継国兄弟:煉獄家と逆で、弟のほうがすごかったパターン(兄も十分すごいけど、弟が神に愛されているからしょうがない)。なにもかも捨てて強さだけ追い求めたのに、弟には届かず、最期まで弟の影を追い求める・・・兄だから余計にだったのか。
冨岡姉弟:姉はほぼほぼ出てこないがここも姉弟。義勇さんの「俺は守られてばっかりだ・・・」のセリフの原点はここにあると思っている。けれど、義勇さんもいろいろなものを自覚はなくても守っていると思う。竈門兄妹がその主たるものだ。

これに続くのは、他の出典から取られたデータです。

//! Turning resolved preferences into presentation output.
//!
//! [`apply`] is a pure function from a [`PreferenceState`] to an
//! [`AppliedTheme`]: a set of named on/off flags and a list of color
//! variables. A [`ThemeTarget`] writes that onto something visible.
//! Targets replace what they wrote last time, so applying the same state
//! twice leaves the same result.

use std::collections::BTreeMap;

use minijinja::{context, Environment, Error};
use serde::Serialize;
use tracing::warn;

use crate::preset::PresetRegistry;
use crate::prefs::PreferenceState;

/// Flag set while dark mode is on.
pub const DARK_MODE_FLAG: &str = "dark-mode";
/// Flag set while high contrast is on.
pub const HIGH_CONTRAST_FLAG: &str = "high-contrast";
/// Flag set while reduced motion is on.
pub const REDUCED_MOTION_FLAG: &str = "reduced-motion";

/// Name of the flag marking `key` as the active theme.
pub fn theme_flag(key: &str) -> String {
    format!("theme-{}", key)
}

/// Name of the variable carrying palette color `name`.
pub fn color_variable(name: &str) -> String {
    format!("--theme-{}", name)
}

/// A color variable and its value.
#[derive(Debug, Clone, PartialEq, Eq, Serialize)]
pub struct ThemeVariable {
    pub name: String,
    pub value: String,
}

/// Presentation output for one preference state.
#[derive(Debug, Clone, Default, PartialEq, Eq)]
pub struct AppliedTheme {
    /// Every flag a target should know about, on or off. Includes one
    /// `theme-<key>` flag per registered preset.
    pub flags: BTreeMap<String, bool>,
    /// Color variables of the active preset, in palette order.
    pub variables: Vec<ThemeVariable>,
}

impl AppliedTheme {
    /// The flags that are on, in name order.
    pub fn active_flags(&self) -> impl Iterator<Item = &str> {
        self.flags
            .iter()
            .filter(|(_, on)| **on)
            .map(|(name, _)| name.as_str())
    }

    pub fn is_set(&self, flag: &str) -> bool {
        self.flags.get(flag).copied().unwrap_or(false)
    }

    pub fn variable(&self, name: &str) -> Option<&str> {
        self.variables
            .iter()
            .find(|v| v.name == name)
            .map(|v| v.value.as_str())
    }
}

/// Maps a state onto flags and color variables.
pub fn apply(state: &PreferenceState, registry: &PresetRegistry) -> AppliedTheme {
    let mut flags = BTreeMap::new();
    for key in registry.keys() {
        flags.insert(theme_flag(key), key == state.theme);
    }
    flags.insert(DARK_MODE_FLAG.to_string(), state.dark_mode);
    flags.insert(HIGH_CONTRAST_FLAG.to_string(), state.high_contrast);
    flags.insert(REDUCED_MOTION_FLAG.to_string(), state.reduced_motion);

    let variables = registry
        .get(&state.theme)
        .map(|preset| {
            preset
                .colors
                .iter()
                .map(|(name, value)| ThemeVariable {
                    name: color_variable(name),
                    value: value.to_string(),
                })
                .collect()
        })
        .unwrap_or_default();

    AppliedTheme { flags, variables }
}

/// Something that displays an [`AppliedTheme`].
pub trait ThemeTarget {
    fn apply(&mut self, applied: &AppliedTheme);
}

impl<T: ThemeTarget + ?Sized> ThemeTarget for Box<T> {
    fn apply(&mut self, applied: &AppliedTheme) {
        (**self).apply(applied)
    }
}

/// An in-memory document root: a class list plus style properties.
///
/// Classes and properties the theme does not manage are left alone.
#[derive(Debug, Clone, Default, PartialEq, Eq)]
pub struct Document {
    classes: Vec<String>,
    properties: BTreeMap<String, String>,
    managed_properties: Vec<String>,
}

impl Document {
    pub fn new() -> Self {
        Self::default()
    }

    pub fn with_class(mut self, class: &str) -> Self {
        self.add_class(class);
        self
    }

    pub fn with_property(mut self, name: &str, value: &str) -> Self {
        self.properties.insert(name.to_string(), value.to_string());
        self
    }

    pub fn classes(&self) -> &[String] {
        &self.classes
    }

    pub fn has_class(&self, class: &str) -> bool {
        self.classes.iter().any(|c| c == class)
    }

    pub fn property(&self, name: &str) -> Option<&str> {
        self.properties.get(name).map(String::as_str)
    }

    pub fn properties(&self) -> &BTreeMap<String, String> {
        &self.properties
    }

    fn add_class(&mut self, class: &str) {
        if !self.has_class(class) {
            self.classes.push(class.to_string());
        }
    }

    fn remove_class(&mut self, class: &str) {
        self.classes.retain(|c| c != class);
    }
}

impl ThemeTarget for Document {
    fn apply(&mut self, applied: &AppliedTheme) {
        for (flag, on) in &applied.flags {
            if *on {
                self.add_class(flag);
            } else {
                self.remove_class(flag);
            }
        }

        for stale in std::mem::take(&mut self.managed_properties) {
            self.properties.remove(&stale);
        }
        for var in &applied.variables {
            self.properties.insert(var.name.clone(), var.value.clone());
            self.managed_properties.push(var.name.clone());
        }
    }
}

const STYLESHEET_TEMPLATE: &str = r#"/* classes: {{ classes | join(" ") }} */
:root {
{%- for var in variables %}
  {{ var.name }}: {{ var.value }};
{%- endfor %}
}
"#;

/// Renders the applied theme as a CSS block.
///
/// Each apply replaces the previous output.
///
/// # Example
///
/// ```rust
/// use hearth::{apply, PreferenceState, PresetRegistry, Stylesheet, ThemeTarget};
///
/// let registry = PresetRegistry::builtin();
/// let mut sheet = Stylesheet::new().unwrap();
/// sheet.apply(&apply(&PreferenceState::default(), &registry));
///
/// assert!(sheet.css().contains("--theme-primary: #DE6005;"));
/// ```
pub struct Stylesheet {
    env: Environment<'static>,
    css: String,
}

impl Stylesheet {
    /// Creates a stylesheet renderer with the built-in template.
    pub fn new() -> Result<Self, Error> {
        Self::with_template(STYLESHEET_TEMPLATE)
    }

    /// Creates a stylesheet renderer with a custom template.
    ///
    /// The template sees `classes` (active flag names), `variables`
    /// (objects with `name` and `value`) and `flags` (every flag).
    pub fn with_template(source: &str) -> Result<Self, Error> {
        let mut env = Environment::new();
        env.add_template_owned("stylesheet.css", source.to_string())?;
        Ok(Self {
            env,
            css: String::new(),
        })
    }

    /// The most recently rendered CSS.
    pub fn css(&self) -> &str {
        &self.css
    }

    pub fn render(&self, applied: &AppliedTheme) -> Result<String, Error> {
        let classes: Vec<&str> = applied.active_flags().collect();
        self.env.get_template("stylesheet.css")?.render(context! {
            classes => classes,
            variables => &applied.variables,
            flags => &applied.flags,
        })
    }
}

impl ThemeTarget for Stylesheet {
    fn apply(&mut self, applied: &AppliedTheme) {
        match self.render(applied) {
            Ok(css) => self.css = css,
            Err(e) => warn!(error = %e, "stylesheet render failed; keeping previous output"),
        }
    }
}

impl std::fmt::Debug for Stylesheet {
    fn fmt(&self, f: &mut std::fmt::Formatter<'_>) -> std::fmt::Result {
        f.debug_struct("Stylesheet").field("css", &self.css).finish()
    }
}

「俺は嫌われていない」からの「守られてばっかりだ」を読むと、人として嫌いだとしても仲間としてきちんと大切に思われていたのが分かる。義勇さんの握力がなくなり刀を落とし絶体絶命の時に、伊黒さんがかばい、不死川さんが落ちていた刀を投げてよこすシーンにそれが出ていると思う。あからさまに嫌ってそうなこの二人が助けにくるというのがポイント。

ほかにもいっぱい書きたいことはあるけど、飲みすぎて眠くなったので終わる。

私より先にアニメを見ていた父がハマっていたと母が言っていたので、GWに全巻持って帰った。父があまりに没頭して普段はやってくれる夕ご飯の下準備を全くやってくれていなかったと母が嘆いていた。
アニメ二期もあるし、無限列車も放送されるらしいのでちゃんと父に教えておこう。